**Data:**
* * *

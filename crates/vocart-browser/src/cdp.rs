//! [`PageDriver`] backed by a live Chrome tab

use crate::{Error, Locator, PageDriver, Result};
use async_trait::async_trait;
use chromiumoxide::element::Element;
use chromiumoxide::Page;

const CLICKABLE_JS: &str = "function() { \
    const box = this.getBoundingClientRect(); \
    const style = window.getComputedStyle(this); \
    return !this.disabled && box.width > 0 && box.height > 0 \
        && style.visibility !== 'hidden' && style.pointerEvents !== 'none'; \
}";
const SCROLL_JS: &str = "function() { this.scrollIntoView({block: 'center'}); }";
const HIGHLIGHT_JS: &str = "function() { this.style.border = '3px solid red'; }";
const CLICK_JS: &str = "function() { this.click(); }";

/// One browser tab
#[derive(Clone)]
pub struct CdpPage {
    page: Page,
}

impl CdpPage {
    pub fn new(page: Page) -> Self {
        Self { page }
    }

    pub fn inner(&self) -> &Page {
        &self.page
    }

    pub fn into_inner(self) -> Page {
        self.page
    }

    pub async fn goto(&self, url: &str) -> Result<()> {
        tracing::info!("Navigating to {}", url);
        self.page.goto(url).await?;
        Ok(())
    }

    pub async fn bring_to_front(&self) -> Result<()> {
        self.page.bring_to_front().await?;
        Ok(())
    }

    async fn find(&self, locator: &Locator) -> Result<Element> {
        let found = match (locator, locator.css_selector()) {
            (Locator::XPath(expression), _) => self.page.find_xpath(expression.as_str()).await,
            (_, Some(selector)) => self.page.find_element(selector).await,
            (_, None) => return Err(Error::InvalidSelector(locator.to_string())),
        };
        found.map_err(|e| {
            tracing::trace!(locator = %locator, error = %e, "lookup failed");
            Error::ElementNotFound(locator.to_string())
        })
    }

    async fn call(&self, locator: &Locator, function: &str) -> Result<Option<serde_json::Value>> {
        let element = self.find(locator).await?;
        let returns = element.call_js_fn(function, false).await?;
        Ok(returns.result.value)
    }
}

#[async_trait(?Send)]
impl PageDriver for CdpPage {
    async fn current_url(&self) -> Result<String> {
        self.page
            .url()
            .await?
            .ok_or_else(|| Error::Browser("page has no URL".to_string()))
    }

    async fn text(&self, locator: &Locator) -> Result<String> {
        let element = self.find(locator).await?;
        // textContent also covers visually hidden price spans
        let text = element.string_property("textContent").await?;
        Ok(text.unwrap_or_default().trim().to_string())
    }

    async fn attribute(&self, locator: &Locator, name: &str) -> Result<Option<String>> {
        let element = self.find(locator).await?;
        Ok(element.attribute(name).await?)
    }

    async fn is_present(&self, locator: &Locator) -> Result<bool> {
        Ok(self.find(locator).await.is_ok())
    }

    async fn is_clickable(&self, locator: &Locator) -> Result<bool> {
        let value = self.call(locator, CLICKABLE_JS).await?;
        Ok(value.and_then(|v| v.as_bool()).unwrap_or(false))
    }

    async fn scroll_into_view(&self, locator: &Locator) -> Result<()> {
        self.call(locator, SCROLL_JS).await.map(|_| ())
    }

    async fn highlight(&self, locator: &Locator) -> Result<()> {
        self.call(locator, HIGHLIGHT_JS).await.map(|_| ())
    }

    async fn type_text(&self, locator: &Locator, text: &str) -> Result<()> {
        let element = self.find(locator).await?;
        element.click().await?;
        element.type_str(text).await?;
        Ok(())
    }

    async fn click(&self, locator: &Locator) -> Result<()> {
        let element = self.find(locator).await?;
        element.click().await?;
        Ok(())
    }

    async fn force_click(&self, locator: &Locator) -> Result<()> {
        self.call(locator, CLICK_JS).await.map(|_| ())
    }
}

* * *

**What is needed:** Going back over the entries above, copy word for word every line from the one that has "async fn call(&self, locator: &Locator, function: &str)" on through the one that has "async fn text(&self, locator: &Locator)".

**Answer to this task:**
    async fn call(&self, locator: &Locator, function: &str) -> Result<Option<serde_json::Value>> {
        let element = self.find(locator).await?;
        let returns = element.call_js_fn(function, false).await?;
        Ok(returns.result.value)
    }
}

#[async_trait(?Send)]
impl PageDriver for CdpPage {
    async fn current_url(&self) -> Result<String> {
        self.page
            .url()
            .await?
            .ok_or_else(|| Error::Browser("page has no URL".to_string()))
    }

    async fn text(&self, locator: &Locator) -> Result<String> {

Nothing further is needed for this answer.